[Source material]

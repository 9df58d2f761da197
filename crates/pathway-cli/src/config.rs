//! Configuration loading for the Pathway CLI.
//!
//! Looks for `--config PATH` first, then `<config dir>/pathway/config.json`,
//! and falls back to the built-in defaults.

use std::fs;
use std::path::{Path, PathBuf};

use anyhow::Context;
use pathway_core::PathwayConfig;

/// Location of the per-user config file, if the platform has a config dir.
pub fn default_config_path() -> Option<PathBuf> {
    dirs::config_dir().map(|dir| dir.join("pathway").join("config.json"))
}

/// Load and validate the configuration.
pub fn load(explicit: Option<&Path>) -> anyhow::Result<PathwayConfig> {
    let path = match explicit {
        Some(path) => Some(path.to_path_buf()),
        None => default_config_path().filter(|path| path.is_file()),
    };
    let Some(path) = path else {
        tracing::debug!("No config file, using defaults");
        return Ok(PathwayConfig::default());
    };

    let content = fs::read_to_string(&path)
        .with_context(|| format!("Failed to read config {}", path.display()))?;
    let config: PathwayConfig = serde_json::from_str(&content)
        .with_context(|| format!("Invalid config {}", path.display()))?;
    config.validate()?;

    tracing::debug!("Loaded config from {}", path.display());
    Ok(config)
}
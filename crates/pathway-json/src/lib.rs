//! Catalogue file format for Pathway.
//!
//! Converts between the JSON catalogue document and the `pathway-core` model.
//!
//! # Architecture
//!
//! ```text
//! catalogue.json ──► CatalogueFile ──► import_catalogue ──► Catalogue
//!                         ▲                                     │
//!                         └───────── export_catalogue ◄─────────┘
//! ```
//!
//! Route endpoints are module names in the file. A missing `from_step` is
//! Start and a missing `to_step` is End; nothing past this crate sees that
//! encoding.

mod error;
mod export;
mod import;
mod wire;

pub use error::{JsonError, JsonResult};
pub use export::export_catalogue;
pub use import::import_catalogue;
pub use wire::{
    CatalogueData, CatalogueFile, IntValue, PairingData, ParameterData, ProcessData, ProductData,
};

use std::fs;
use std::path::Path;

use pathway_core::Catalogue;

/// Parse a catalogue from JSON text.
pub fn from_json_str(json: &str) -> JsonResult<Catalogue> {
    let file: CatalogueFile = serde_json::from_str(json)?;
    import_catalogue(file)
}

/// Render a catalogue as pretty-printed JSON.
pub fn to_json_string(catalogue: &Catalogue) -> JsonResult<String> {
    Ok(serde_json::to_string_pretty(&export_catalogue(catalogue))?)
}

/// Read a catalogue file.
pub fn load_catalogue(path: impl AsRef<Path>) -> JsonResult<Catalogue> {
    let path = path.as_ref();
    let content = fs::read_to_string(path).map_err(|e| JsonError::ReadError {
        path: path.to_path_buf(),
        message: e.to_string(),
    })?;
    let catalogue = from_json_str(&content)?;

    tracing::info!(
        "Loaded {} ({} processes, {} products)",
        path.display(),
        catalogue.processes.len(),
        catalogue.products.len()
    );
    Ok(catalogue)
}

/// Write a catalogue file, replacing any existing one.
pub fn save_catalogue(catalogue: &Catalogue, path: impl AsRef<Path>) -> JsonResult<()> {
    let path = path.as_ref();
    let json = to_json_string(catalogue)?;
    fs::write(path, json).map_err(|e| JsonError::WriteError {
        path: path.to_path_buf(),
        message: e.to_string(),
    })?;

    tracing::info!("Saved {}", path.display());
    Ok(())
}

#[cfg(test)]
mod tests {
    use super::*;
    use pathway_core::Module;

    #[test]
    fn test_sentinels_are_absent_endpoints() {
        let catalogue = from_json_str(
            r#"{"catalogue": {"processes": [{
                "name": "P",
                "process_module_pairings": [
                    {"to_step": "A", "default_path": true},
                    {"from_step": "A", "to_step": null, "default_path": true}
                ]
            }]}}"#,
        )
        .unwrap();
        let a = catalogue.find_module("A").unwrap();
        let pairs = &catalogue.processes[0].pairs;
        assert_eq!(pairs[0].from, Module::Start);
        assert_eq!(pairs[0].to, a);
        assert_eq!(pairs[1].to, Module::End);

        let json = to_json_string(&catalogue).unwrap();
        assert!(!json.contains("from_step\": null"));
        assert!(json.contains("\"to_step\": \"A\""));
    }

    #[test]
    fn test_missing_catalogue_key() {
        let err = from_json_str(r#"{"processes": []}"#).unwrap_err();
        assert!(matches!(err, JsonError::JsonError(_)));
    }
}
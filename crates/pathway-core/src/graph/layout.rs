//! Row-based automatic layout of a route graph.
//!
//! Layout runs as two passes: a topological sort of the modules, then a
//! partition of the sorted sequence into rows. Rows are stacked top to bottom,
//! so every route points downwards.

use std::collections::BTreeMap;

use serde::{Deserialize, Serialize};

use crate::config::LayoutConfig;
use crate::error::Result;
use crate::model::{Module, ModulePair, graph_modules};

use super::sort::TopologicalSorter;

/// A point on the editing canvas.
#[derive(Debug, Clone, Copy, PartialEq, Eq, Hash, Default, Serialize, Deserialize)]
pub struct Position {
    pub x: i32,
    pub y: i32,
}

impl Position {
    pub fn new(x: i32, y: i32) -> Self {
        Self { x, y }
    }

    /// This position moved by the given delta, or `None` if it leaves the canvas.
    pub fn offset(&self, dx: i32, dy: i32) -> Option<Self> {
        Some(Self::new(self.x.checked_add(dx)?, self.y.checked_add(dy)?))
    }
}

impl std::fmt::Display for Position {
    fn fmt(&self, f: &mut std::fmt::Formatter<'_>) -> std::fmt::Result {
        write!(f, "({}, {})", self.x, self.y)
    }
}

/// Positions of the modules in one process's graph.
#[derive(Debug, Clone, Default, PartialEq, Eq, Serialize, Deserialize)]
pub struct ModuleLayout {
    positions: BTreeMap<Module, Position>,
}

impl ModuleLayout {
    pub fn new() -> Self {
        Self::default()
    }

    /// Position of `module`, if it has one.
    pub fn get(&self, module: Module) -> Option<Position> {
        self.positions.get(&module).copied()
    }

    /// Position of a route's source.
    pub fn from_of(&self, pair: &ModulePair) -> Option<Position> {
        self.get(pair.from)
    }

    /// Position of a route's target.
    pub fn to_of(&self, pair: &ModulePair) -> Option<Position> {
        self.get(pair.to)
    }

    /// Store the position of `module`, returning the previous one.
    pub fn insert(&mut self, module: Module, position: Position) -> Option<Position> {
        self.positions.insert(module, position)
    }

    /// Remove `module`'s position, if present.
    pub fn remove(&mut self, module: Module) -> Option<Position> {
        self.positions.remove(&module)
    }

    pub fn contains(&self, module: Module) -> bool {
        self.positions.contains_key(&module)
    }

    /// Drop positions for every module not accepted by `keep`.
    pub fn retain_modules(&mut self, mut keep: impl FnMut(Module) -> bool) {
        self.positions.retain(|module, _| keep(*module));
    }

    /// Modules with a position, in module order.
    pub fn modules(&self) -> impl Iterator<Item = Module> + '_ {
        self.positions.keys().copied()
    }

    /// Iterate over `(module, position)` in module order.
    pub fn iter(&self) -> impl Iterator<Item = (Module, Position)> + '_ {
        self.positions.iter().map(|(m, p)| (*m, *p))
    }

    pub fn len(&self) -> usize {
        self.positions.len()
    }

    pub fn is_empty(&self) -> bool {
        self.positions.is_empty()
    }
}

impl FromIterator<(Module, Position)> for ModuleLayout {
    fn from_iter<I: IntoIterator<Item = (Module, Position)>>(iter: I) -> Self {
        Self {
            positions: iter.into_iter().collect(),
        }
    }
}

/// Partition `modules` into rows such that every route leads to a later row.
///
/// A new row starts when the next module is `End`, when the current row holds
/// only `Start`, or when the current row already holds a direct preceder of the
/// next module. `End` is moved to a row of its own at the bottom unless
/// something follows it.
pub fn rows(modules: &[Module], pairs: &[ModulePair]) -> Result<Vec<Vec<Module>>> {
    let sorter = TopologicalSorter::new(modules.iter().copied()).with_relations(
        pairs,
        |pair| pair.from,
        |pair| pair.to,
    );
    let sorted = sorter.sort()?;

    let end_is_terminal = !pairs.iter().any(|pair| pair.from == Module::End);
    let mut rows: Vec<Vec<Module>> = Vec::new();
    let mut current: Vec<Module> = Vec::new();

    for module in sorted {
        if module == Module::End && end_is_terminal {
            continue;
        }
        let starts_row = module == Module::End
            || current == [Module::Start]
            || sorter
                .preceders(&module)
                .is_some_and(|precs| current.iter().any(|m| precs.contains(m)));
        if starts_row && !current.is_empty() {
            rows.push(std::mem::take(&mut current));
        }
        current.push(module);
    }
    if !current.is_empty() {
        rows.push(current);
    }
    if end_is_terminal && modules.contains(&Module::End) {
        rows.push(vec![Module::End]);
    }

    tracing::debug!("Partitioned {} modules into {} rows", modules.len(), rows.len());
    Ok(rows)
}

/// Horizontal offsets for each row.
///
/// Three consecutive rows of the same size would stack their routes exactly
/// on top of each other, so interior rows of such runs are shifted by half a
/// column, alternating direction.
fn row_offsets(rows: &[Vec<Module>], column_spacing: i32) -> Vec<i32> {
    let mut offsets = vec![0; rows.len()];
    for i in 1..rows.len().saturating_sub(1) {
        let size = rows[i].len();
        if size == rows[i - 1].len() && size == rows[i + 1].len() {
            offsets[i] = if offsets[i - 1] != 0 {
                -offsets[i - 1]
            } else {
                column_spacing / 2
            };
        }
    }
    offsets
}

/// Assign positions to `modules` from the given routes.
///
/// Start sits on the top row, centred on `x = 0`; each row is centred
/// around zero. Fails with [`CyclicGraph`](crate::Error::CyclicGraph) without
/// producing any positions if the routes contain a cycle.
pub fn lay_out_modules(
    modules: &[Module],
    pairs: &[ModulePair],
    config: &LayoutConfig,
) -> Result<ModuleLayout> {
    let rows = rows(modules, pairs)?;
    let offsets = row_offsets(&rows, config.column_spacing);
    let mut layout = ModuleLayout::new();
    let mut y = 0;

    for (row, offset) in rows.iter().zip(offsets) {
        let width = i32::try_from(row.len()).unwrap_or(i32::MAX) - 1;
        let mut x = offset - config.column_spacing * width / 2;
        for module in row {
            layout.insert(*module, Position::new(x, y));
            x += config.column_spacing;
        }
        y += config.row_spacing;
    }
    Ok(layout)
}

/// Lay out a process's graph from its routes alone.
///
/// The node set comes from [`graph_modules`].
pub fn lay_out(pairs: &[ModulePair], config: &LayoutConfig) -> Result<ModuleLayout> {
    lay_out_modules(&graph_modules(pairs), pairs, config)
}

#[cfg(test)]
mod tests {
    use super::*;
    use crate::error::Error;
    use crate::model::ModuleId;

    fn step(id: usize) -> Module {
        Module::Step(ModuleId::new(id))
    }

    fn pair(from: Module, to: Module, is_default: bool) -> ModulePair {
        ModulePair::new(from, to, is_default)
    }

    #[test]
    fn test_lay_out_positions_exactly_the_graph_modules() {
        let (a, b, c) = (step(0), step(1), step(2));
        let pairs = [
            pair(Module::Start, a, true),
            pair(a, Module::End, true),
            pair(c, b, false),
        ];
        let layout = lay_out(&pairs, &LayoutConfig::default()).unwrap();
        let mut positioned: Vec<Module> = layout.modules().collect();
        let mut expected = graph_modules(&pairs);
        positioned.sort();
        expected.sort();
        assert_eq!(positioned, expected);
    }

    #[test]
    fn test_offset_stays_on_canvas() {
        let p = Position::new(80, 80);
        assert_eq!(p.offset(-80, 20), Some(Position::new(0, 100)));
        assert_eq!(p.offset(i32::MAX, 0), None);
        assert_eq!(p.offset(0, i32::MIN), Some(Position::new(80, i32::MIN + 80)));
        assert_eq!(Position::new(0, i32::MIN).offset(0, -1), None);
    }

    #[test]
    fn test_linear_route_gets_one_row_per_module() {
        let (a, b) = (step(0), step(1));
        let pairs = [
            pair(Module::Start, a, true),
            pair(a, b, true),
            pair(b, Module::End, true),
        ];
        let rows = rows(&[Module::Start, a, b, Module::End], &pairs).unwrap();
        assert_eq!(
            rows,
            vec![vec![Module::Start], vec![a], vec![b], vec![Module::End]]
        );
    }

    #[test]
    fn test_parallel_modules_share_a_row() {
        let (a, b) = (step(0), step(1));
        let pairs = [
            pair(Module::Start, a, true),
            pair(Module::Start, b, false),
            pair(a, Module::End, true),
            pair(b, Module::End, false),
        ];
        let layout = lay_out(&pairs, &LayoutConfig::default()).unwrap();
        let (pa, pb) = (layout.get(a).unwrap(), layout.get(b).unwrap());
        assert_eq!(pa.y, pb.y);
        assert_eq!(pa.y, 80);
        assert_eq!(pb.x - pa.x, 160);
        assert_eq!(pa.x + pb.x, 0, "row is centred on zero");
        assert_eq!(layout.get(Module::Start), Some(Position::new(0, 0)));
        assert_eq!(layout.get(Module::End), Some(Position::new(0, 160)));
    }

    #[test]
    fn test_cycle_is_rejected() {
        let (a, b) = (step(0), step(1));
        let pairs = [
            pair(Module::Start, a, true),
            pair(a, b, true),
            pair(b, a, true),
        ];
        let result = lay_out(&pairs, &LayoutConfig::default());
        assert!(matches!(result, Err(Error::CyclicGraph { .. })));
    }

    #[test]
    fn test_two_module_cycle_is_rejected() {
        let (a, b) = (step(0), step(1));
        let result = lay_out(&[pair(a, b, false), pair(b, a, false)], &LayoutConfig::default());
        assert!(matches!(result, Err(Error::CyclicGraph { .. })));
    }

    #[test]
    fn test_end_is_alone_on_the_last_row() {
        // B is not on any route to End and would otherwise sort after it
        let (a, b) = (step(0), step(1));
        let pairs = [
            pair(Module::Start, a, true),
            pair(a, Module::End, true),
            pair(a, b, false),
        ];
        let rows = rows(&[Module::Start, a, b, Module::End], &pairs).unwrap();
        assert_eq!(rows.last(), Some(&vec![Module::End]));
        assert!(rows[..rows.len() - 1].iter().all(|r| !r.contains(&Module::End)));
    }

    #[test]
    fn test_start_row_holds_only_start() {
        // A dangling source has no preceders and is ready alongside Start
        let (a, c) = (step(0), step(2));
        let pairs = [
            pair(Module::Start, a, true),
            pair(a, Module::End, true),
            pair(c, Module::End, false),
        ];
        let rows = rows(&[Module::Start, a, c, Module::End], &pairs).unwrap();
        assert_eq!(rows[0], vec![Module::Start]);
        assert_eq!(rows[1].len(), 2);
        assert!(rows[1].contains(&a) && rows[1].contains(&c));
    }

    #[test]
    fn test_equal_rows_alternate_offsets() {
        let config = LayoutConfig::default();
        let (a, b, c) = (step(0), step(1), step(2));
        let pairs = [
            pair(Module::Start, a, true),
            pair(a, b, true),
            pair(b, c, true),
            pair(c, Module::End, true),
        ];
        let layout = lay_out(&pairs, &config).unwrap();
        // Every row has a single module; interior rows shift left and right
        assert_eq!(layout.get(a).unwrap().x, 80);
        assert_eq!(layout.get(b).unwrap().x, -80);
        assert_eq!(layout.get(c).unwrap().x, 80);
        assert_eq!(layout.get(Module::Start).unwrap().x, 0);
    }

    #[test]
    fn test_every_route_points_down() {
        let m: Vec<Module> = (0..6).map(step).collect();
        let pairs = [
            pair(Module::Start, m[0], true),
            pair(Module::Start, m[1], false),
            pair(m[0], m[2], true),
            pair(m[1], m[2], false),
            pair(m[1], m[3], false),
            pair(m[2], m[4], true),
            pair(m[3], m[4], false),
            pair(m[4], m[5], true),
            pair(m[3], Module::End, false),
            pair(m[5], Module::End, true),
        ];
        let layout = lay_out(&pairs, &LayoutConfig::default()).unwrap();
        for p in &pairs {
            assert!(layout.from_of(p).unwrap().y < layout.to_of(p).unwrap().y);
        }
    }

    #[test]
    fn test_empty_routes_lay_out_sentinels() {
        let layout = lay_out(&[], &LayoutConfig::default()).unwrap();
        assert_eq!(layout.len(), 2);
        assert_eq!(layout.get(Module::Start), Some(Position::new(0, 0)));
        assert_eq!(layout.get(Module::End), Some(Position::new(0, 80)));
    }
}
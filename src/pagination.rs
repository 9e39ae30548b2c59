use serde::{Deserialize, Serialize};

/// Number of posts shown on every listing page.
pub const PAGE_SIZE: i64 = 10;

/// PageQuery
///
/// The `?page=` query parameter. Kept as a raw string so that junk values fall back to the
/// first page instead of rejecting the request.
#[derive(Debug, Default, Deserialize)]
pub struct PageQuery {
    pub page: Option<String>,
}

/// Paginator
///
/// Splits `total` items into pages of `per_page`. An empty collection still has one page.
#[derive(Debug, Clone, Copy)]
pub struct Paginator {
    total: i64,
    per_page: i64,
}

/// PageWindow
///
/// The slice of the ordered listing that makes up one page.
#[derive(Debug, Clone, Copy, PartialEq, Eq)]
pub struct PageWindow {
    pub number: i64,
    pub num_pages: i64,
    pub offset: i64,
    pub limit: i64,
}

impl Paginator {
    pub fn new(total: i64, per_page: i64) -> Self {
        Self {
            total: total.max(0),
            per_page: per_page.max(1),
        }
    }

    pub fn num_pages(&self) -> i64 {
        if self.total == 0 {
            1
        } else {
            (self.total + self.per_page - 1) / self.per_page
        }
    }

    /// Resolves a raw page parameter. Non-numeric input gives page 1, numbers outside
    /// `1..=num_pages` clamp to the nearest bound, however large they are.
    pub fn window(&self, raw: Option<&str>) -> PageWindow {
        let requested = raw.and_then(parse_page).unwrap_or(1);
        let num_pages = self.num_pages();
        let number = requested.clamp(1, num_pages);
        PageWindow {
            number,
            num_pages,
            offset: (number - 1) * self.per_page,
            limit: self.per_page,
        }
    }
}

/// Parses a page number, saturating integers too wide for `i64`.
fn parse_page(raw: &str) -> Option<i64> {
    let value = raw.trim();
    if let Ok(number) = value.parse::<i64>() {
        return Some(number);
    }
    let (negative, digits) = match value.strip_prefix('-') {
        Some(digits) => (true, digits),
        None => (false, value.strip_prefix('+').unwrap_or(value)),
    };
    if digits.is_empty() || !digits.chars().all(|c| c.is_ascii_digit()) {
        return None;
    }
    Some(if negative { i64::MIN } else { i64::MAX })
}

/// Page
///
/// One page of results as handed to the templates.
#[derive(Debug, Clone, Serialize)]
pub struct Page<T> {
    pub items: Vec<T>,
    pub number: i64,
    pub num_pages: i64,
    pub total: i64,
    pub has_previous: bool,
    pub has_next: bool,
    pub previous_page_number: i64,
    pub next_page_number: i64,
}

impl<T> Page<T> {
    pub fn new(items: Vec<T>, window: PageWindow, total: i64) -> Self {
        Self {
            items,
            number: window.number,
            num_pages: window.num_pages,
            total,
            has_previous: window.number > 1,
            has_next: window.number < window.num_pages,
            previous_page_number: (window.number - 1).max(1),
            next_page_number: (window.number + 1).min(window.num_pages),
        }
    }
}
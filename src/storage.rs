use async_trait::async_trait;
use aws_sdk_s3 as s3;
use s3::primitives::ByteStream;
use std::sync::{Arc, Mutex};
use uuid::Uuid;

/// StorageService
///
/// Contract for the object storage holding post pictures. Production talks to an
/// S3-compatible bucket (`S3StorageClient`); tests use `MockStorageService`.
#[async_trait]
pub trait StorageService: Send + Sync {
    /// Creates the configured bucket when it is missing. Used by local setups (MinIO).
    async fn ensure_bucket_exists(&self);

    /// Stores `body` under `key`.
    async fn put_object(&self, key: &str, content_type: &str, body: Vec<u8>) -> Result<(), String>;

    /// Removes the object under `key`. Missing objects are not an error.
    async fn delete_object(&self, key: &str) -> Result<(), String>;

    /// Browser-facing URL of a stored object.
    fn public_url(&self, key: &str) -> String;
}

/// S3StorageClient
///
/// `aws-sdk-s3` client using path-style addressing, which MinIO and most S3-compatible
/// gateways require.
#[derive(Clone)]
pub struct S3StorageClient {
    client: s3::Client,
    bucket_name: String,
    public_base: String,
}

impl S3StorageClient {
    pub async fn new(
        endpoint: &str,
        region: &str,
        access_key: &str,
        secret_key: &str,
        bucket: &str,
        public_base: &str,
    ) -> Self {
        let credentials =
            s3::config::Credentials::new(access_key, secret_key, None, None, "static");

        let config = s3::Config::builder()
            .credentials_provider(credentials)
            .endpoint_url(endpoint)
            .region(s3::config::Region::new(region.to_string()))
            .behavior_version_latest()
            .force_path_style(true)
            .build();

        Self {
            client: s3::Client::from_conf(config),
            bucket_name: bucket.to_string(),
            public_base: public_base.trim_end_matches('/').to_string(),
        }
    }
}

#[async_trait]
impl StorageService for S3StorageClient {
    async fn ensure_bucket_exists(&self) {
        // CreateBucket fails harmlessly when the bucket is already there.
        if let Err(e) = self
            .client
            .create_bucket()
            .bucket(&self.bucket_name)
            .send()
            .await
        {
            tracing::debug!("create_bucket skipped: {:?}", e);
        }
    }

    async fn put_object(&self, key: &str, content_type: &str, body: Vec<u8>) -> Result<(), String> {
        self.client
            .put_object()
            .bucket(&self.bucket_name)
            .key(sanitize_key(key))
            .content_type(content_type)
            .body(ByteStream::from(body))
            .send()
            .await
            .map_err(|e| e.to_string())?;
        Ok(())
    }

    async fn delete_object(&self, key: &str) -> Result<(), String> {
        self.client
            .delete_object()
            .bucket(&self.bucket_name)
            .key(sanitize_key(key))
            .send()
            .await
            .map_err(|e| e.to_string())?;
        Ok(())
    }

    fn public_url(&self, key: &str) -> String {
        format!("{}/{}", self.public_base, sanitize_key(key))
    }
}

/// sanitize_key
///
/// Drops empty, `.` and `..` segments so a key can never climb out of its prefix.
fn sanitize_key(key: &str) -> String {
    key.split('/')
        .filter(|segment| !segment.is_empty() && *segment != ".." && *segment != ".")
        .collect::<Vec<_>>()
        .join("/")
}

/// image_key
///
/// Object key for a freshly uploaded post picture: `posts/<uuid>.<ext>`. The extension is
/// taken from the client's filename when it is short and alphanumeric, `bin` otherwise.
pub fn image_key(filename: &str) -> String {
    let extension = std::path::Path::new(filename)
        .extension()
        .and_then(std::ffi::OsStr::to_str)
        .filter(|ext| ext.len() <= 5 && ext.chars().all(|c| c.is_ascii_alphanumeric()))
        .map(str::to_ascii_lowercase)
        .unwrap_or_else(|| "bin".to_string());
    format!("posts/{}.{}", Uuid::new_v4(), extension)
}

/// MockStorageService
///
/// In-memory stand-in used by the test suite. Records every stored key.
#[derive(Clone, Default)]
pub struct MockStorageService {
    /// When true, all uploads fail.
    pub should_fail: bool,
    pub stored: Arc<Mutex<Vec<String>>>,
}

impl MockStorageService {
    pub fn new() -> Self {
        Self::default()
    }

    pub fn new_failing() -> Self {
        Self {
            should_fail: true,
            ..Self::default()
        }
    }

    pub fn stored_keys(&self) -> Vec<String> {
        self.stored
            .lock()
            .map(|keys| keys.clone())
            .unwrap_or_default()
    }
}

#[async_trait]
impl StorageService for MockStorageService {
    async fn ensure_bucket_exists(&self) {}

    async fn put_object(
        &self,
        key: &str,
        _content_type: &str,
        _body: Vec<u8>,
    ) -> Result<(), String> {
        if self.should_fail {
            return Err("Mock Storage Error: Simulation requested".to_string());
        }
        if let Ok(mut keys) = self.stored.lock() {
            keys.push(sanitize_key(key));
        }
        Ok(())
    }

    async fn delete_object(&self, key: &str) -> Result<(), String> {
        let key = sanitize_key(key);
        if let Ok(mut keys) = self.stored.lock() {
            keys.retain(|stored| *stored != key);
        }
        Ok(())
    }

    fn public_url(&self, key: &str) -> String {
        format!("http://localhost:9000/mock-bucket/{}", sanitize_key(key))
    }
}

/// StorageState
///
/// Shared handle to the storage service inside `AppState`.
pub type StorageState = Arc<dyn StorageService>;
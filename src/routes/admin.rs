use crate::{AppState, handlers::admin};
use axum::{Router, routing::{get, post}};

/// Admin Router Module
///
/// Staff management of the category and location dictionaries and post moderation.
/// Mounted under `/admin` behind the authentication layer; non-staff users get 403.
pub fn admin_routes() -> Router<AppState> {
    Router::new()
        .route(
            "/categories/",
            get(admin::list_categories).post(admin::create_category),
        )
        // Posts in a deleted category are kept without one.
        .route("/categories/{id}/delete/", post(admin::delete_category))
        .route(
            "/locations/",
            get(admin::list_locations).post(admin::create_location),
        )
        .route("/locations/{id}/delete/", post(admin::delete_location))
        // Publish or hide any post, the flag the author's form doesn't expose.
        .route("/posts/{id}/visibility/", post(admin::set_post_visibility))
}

[/Source material]

* [Task details]
Which of the lines above contain "validate"? Return them all.

* [Response to the task]
/// Load and validate the configuration.
    config.validate()?;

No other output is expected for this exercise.